Microsoft Japan made headlines a couple of weeks back when it announced that its experiment with a four-day workweek had resulted in a 40 percent surge in productivity, but Microsoft is far from the first company to see greater success when employees worked less. From American tech startups to Australian marketing firms, a ton of organizations (and even cities) have recently shared their shortened work-week success stories

But while evidence is mounting that most employees work inefficiently and can actually achieve more when nudged to compress their work into fewer hours, one expert is warning bosses considering making the switch to a four-day workweek not to get carried away. 

As time-management expert and author Laura Vanderkam explained to Business Insider recently, while compressed workweeks make employees happy and productive in the short term, they have one big downside in the medium and long term. Leaders need to be aware of this pitfall to avoid it. 

There's more to work than ticking through your to-do list

What's this frequently overlooked problem with a four-day workweek? "People do the immediate stuff of their job that has to get done, but then you wind up shortchanging kind of the longer career-development stuff," Vanderkam tells BI

In other words, while 30 hours a week or so might be enough to get through all your most pressing tasks, there is often not enough time left over for less urgent but highly important things like training, learning, and big picture thinking. 

This isn't to say Vanderkam is completely skeptical about cutting down on Americans' comparatively long hours. "I think there are definitely arguments to put a cap on hours that have been inefficient before," she says, but she adds, "I think there's also a point where you cannot be more efficient without really losing some of the higher-value things that are important but not urgent."

Reasons to believe she's right

There are plenty of reasons to suspect that Vanderkam is right to be worried that employees may shortchange important but not urgent tasks if their hours are cut. Leaders like Bill Gates (who was famous for his Herculean work schedule earlier in his career) already say they struggle to find time for big picture thinking amid the everyday hustle and bustle. That's why, back when he was Microsoft boss, Gates famously scheduled "think weeks" away from the chaos. 

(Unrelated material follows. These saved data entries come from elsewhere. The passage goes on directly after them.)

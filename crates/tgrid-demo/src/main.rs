#![forbid(unsafe_code)]

//! Headless price-tile wall.
//!
//! Runs the whole pipeline without a window: a feed thread pushes quote
//! updates through the debouncer, the main thread plays the UI thread and
//! drains the UI queue at ~60 Hz, the container is resized on a schedule to
//! exercise reflow, and a scripted drag exercises auto-scroll and drop
//! resolution.
//!
//! ```text
//! RUST_LOG=tgrid=debug tgrid-demo [config.toml|config.json]
//! ```

mod wall;

use std::process::ExitCode;
use std::sync::Arc;

use tgrid_runtime::{GridConfig, GridRuntime, UiQueue};
use tracing_subscriber::EnvFilter;

fn main() -> ExitCode {
    tracing_subscriber::fmt()
        .with_env_filter(
            EnvFilter::try_from_default_env().unwrap_or_else(|_| EnvFilter::new("tgrid=info")),
        )
        .init();

    let config = match std::env::args().nth(1) {
        Some(path) => match GridConfig::load(&path) {
            Ok(config) => config,
            Err(e) => {
                eprintln!("tgrid-demo: {path}: {e}");
                return ExitCode::FAILURE;
            }
        },
        None => GridConfig::default(),
    };

    let mut ui = UiQueue::new();
    let runtime = match GridRuntime::new(config, Arc::new(ui.handle())) {
        Ok(runtime) => Arc::new(runtime),
        Err(e) => {
            eprintln!("tgrid-demo: failed to start runtime: {e}");
            return ExitCode::FAILURE;
        }
    };

    match wall::run(&runtime, &mut ui) {
        Ok(report) => {
            println!("{report}");
            runtime.shutdown();
            ExitCode::SUCCESS
        }
        Err(e) => {
            eprintln!("tgrid-demo: {e}");
            runtime.shutdown();
            ExitCode::FAILURE
        }
    }
}
//! Timing contract of the debouncer.

use std::sync::mpsc::channel;
use std::thread;

use tgrid_runtime::{Debouncer, FireMode};
use web_time::{Duration, Instant};

#[test]
fn second_call_wins_and_first_deadline_holds() {
    let debouncer = Debouncer::new(FireMode::Inline).unwrap();
    let (tx, rx) = channel();

    let start = Instant::now();
    let f1 = tx.clone();
    debouncer
        .call("k", Duration::from_millis(10), move || {
            f1.send(("f1", Instant::now())).unwrap();
        })
        .unwrap();
    thread::sleep(Duration::from_millis(2));
    debouncer
        .call("k", Duration::from_millis(10), move || {
            tx.send(("f2", Instant::now())).unwrap();
        })
        .unwrap();

    let (which, fired_at) = rx.recv_timeout(Duration::from_secs(2)).unwrap();
    assert_eq!(which, "f2");
    assert!(fired_at.duration_since(start) >= Duration::from_millis(10));
    // Loose upper bound; scheduler jitter on shared CI runners is large.
    assert!(fired_at.duration_since(start) < Duration::from_millis(500));
    assert!(rx.recv_timeout(Duration::from_millis(100)).is_err());
}

#[test]
fn sustained_burst_fires_once_per_window() {
    let debouncer = Debouncer::new(FireMode::Inline).unwrap();
    let (tx, rx) = channel();
    for i in 0..10 {
        let tx = tx.clone();
        debouncer
            .call("burst", Duration::from_millis(40), move || tx.send(i).unwrap())
            .unwrap();
        thread::sleep(Duration::from_millis(1));
    }
    assert_eq!(rx.recv_timeout(Duration::from_secs(2)).unwrap(), 9);
    assert!(rx.recv_timeout(Duration::from_millis(100)).is_err());
}

#[test]
fn key_can_rearm_after_firing() {
    let debouncer = Debouncer::new(FireMode::Inline).unwrap();
    let (tx, rx) = channel();
    for round in 0..3 {
        let tx = tx.clone();
        debouncer
            .call("k", Duration::from_millis(5), move || tx.send(round).unwrap())
            .unwrap();
        assert_eq!(rx.recv_timeout(Duration::from_secs(2)).unwrap(), round);
    }
    assert_eq!(debouncer.stats().fired, 3);
}
#![forbid(unsafe_code)]

//! Scheduling for live tile grids.
//!
//! - [`Dispatcher`] - bounded worker pool with FIFO admission
//! - [`Debouncer`] - per-key burst collapsing
//! - [`DragController`] - drag sessions with edge auto-scroll
//! - [`AnimationSequencer`] - cancellable fades, flashes and color blends
//! - [`UiQueue`] - channel-backed UI-thread marshalling
//! - [`GridRuntime`] - the root that owns one of each
//!
//! Layout lives in `tgrid-layout`; this crate re-exports what hosts need.

pub mod animation;
pub mod config;
pub mod debouncer;
pub mod dispatcher;
pub mod drag;
pub mod error;
pub mod runtime;
pub mod ui_thread;

pub use animation::{
    AnimationHandle, AnimationOutcome, AnimationSequencer, AnimationSlots, AnimationStep, Channel,
    OnComplete, Rgba, Sequence, VisualTarget, VisualValue,
};
pub use config::{
    AnimationSettings, ConfigError, DebounceSettings, DispatcherSettings, DragSettings,
    GridConfig, LayoutSettings,
};
pub use debouncer::{DebounceStats, Debouncer, FireMode};
pub use dispatcher::{Dispatcher, DispatcherConfig, DispatcherStats, Task};
pub use drag::{
    DragConfig, DragController, DragSession, DragTransition, ScrollDecider, ScrollHost,
    scroll_direction,
};
pub use error::ScheduleError;
pub use runtime::GridRuntime;
pub use ui_thread::{InlineUi, UiAction, UiHandle, UiQueue, UiThread};

pub use tgrid_core::{CancelSource, CancelToken, DeviceProfile, DragEvent, DragEventKind};
pub use tgrid_layout::{CellDescriptor, CellId, CellKind, LayoutReader, ReflowLayout, ReflowOutcome};
#![forbid(unsafe_code)]

//! Drag events delivered by the host.
//!
//! Positions are absolute pointer coordinates in the same space as the
//! container origin reported by the scroll host.

use crate::geometry::Point;

/// Kind of drag notification.
#[derive(Debug, Clone, Copy, PartialEq, Eq)]
pub enum DragEventKind {
    /// The pointer moved while a drag gesture is held.
    Move,
    /// The drag gesture was released or aborted.
    End,
}

/// A drag notification carrying the absolute pointer position.
#[derive(Debug, Clone, Copy, PartialEq)]
pub struct DragEvent {
    pub kind: DragEventKind,
    pub position: Point,
}

impl DragEvent {
    #[inline]
    pub const fn moved(x: f32, y: f32) -> Self {
        Self {
            kind: DragEventKind::Move,
            position: Point::new(x, y),
        }
    }

    #[inline]
    pub const fn ended(x: f32, y: f32) -> Self {
        Self {
            kind: DragEventKind::End,
            position: Point::new(x, y),
        }
    }
}
#![forbid(unsafe_code)]

//! Pure grid geometry.
//!
//! [`plan`] resolves column count, dynamic cell size, row count and the
//! minimum container size for `count` cells in a container. It mutates
//! nothing; [`ReflowLayout`](crate::ReflowLayout) applies the result.
//!
//! # Algorithm
//!
//! 1. Clamp the minimum cell width to the available width (container width
//!    minus left/right padding) on narrow viewports.
//! 2. Estimate rows with the *minimum* width. If the content would be taller
//!    than the viewport, reserve the scrollbar allowance before columns are
//!    final, since the reservation can drop a column.
//! 3. `columns = max(1, floor((available + gap) / (min_width + gap)))`.
//! 4. Spread leftover width over the columns so they exactly fill the
//!    available width.
//! 5. Rows and minimum container size follow from the column count.

use tgrid_core::geometry::{Point, Rect, Sides, Size};

/// Sizing rules for the grid.
#[derive(Debug, Clone, Copy, PartialEq)]
pub struct ReflowConfig {
    /// Minimum cell size. Individual cells may raise it.
    pub min_cell: Size,
    /// Padding between the container edge and the outermost cells.
    pub padding: Sides,
    /// Horizontal gap between adjacent columns.
    pub gap_x: f32,
    /// Vertical gap between adjacent rows.
    pub gap_y: f32,
    /// Width reserved for a vertical scrollbar when content overflows.
    pub scrollbar_width: f32,
}

impl Default for ReflowConfig {
    fn default() -> Self {
        Self {
            min_cell: Size::new(300.0, 120.0),
            padding: Sides::all(10.0),
            gap_x: 10.0,
            gap_y: 10.0,
            scrollbar_width: 16.0,
        }
    }
}

/// Why a reflow left the existing geometry untouched.
#[derive(Debug, Clone, Copy, PartialEq, Eq)]
pub enum SkipReason {
    /// Container width is zero, negative or not finite.
    InvalidWidth,
    /// Padding consumes the whole container width.
    NoAvailableWidth,
}

/// Resolved geometry for one (container, cell set) pair.
#[derive(Debug, Clone, Copy, PartialEq)]
pub struct GridGeometry {
    /// Container width used for the computation.
    pub container_width: f32,
    /// Visible viewport height used for the scrollbar estimate.
    pub viewport_height: f32,
    /// Number of visible cells placed.
    pub item_count: usize,
    pub columns: usize,
    pub rows: usize,
    /// Dynamic cell size shared by every placed cell.
    pub cell_size: Size,
    /// Minimum cell width after narrow-viewport clamping.
    pub min_cell_width: f32,
    /// Space the grid needs from its parent.
    pub min_size: Size,
    /// Whether the scrollbar allowance was subtracted from the width.
    pub scrollbar_reserved: bool,
    padding: Sides,
    gap_x: f32,
    gap_y: f32,
    scrollbar_width: f32,
}

impl GridGeometry {
    /// Bounding rectangle of the cell in visible slot `index`.
    pub fn cell_rect(&self, index: usize) -> Rect {
        let columns = self.columns.max(1);
        let column = index % columns;
        let row = index / columns;
        let x = self.padding.left + column as f32 * (self.cell_size.width + self.gap_x);
        let y = self.padding.top + row as f32 * (self.cell_size.height + self.gap_y);
        Rect::from_origin_size(Point::new(x, y), self.cell_size)
    }

    /// All horizontal space not covered by cells: outer padding, column
    /// gaps and the scrollbar allowance when reserved.
    pub fn total_horizontal_padding(&self) -> f32 {
        let gaps = self.columns.saturating_sub(1) as f32 * self.gap_x;
        let scrollbar = if self.scrollbar_reserved {
            self.scrollbar_width
        } else {
            0.0
        };
        self.padding.horizontal_sum() + gaps + scrollbar
    }
}

/// Number of columns that fit `available` width.
///
/// `max(1, floor((available + gap) / (min_width + gap)))`. Degenerate
/// inputs (non-positive minimum width, non-finite values) resolve to one
/// column so callers never divide by zero.
pub fn column_count(available: f32, min_width: f32, gap: f32) -> usize {
    let gap = f64::from(gap.max(0.0));
    let min_width = f64::from(min_width);
    let available = f64::from(available.max(0.0));
    if !(min_width > 0.0) || !available.is_finite() || !gap.is_finite() {
        return 1;
    }
    let raw = ((available + gap) / (min_width + gap)).floor();
    if raw.is_finite() && raw >= 1.0 {
        raw as usize
    } else {
        1
    }
}

#[inline]
fn rows_for(count: usize, columns: usize) -> usize {
    count.div_ceil(columns.max(1))
}

#[inline]
fn stacked_height(rows: usize, cell_height: f32, gap: f32) -> f32 {
    if rows == 0 {
        return 0.0;
    }
    rows as f32 * cell_height + (rows - 1) as f32 * gap
}

/// Compute the geometry for `count` visible cells.
///
/// `content_min` is the largest minimum size requested by the cells
/// themselves; it is combined with `config.min_cell`.
pub fn plan(
    config: &ReflowConfig,
    container: Size,
    content_min: Size,
    count: usize,
) -> Result<GridGeometry, SkipReason> {
    let width = container.width;
    if !width.is_finite() || width <= 0.0 {
        return Err(SkipReason::InvalidWidth);
    }
    let padding = config.padding;
    let mut available = width - padding.horizontal_sum();
    if !(available > 0.0) {
        return Err(SkipReason::NoAvailableWidth);
    }

    let gap_x = config.gap_x.max(0.0);
    let gap_y = config.gap_y.max(0.0);
    let wanted = config.min_cell.max(content_min);
    let cell_height = wanted.height.max(0.0);
    let mut min_width = if wanted.width > 0.0 { wanted.width } else { 1.0 };
    min_width = min_width.min(available);

    let viewport_height = if container.height.is_finite() {
        container.height
    } else {
        0.0
    };

    let mut geometry = GridGeometry {
        container_width: width,
        viewport_height,
        item_count: count,
        columns: 1,
        rows: 0,
        cell_size: Size::new(available, cell_height),
        min_cell_width: min_width,
        min_size: Size::ZERO,
        scrollbar_reserved: false,
        padding,
        gap_x,
        gap_y,
        scrollbar_width: config.scrollbar_width.max(0.0),
    };
    if count == 0 {
        return Ok(geometry);
    }

    let estimated_columns = column_count(available, min_width, gap_x);
    let estimated_height = padding.vertical_sum()
        + stacked_height(rows_for(count, estimated_columns), cell_height, gap_y);
    let scrollbar = geometry.scrollbar_width;
    if viewport_height > 0.0
        && estimated_height > viewport_height
        && scrollbar > 0.0
        && available - scrollbar > 0.0
    {
        available -= scrollbar;
        min_width = min_width.min(available);
        geometry.scrollbar_reserved = true;
    }

    let columns = column_count(available, min_width, gap_x);
    let cell_width = (available - (columns - 1) as f32 * gap_x) / columns as f32;
    let rows = rows_for(count, columns);

    geometry.columns = columns;
    geometry.rows = rows;
    geometry.cell_size = Size::new(cell_width, cell_height);
    geometry.min_cell_width = min_width;
    let reserved = if geometry.scrollbar_reserved {
        scrollbar
    } else {
        0.0
    };
    geometry.min_size = Size::new(
        padding.horizontal_sum() + min_width + reserved,
        padding.vertical_sum() + stacked_height(rows, cell_height, gap_y),
    );
    Ok(geometry)
}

Creativity experts also warn that breakthrough ideas almost always require long hours of incubation and intellectual noodling. Big ideas also tend to arise from connecting disjointed bits of information in unexpected ways, which means somewhat aimless exploration often contributes to their development. In short, creativity suffers when everyone is busily working away on a tight schedule. 

Finally, a stack of studies attests to the phenomenal benefits of lifelong learning. And I don't think most of us need an expert to tell us that learning is one of the first thing to fall by the wayside when you're crazy busy. 

The correct way to cut your team's hours

All of which leads Vanderkam to argue that giving employees more flexibility and control over their schedules beats a set reduction in hours. She makes a solid point. But I don't think her opinion is necessarily a death knell for shortened workweeks. 

It's quite possible to hold open space in your schedule for activities with a longer time horizon even within a reduced workweek. But to do that, managers need to be aware of the danger of these activities being crowded out and actively encourage people to value and make space for personal development, idea marination, and other tasks with a less immediate pay off. 

By pointing out this pitfall, Vanderkam has nudged them to do just that.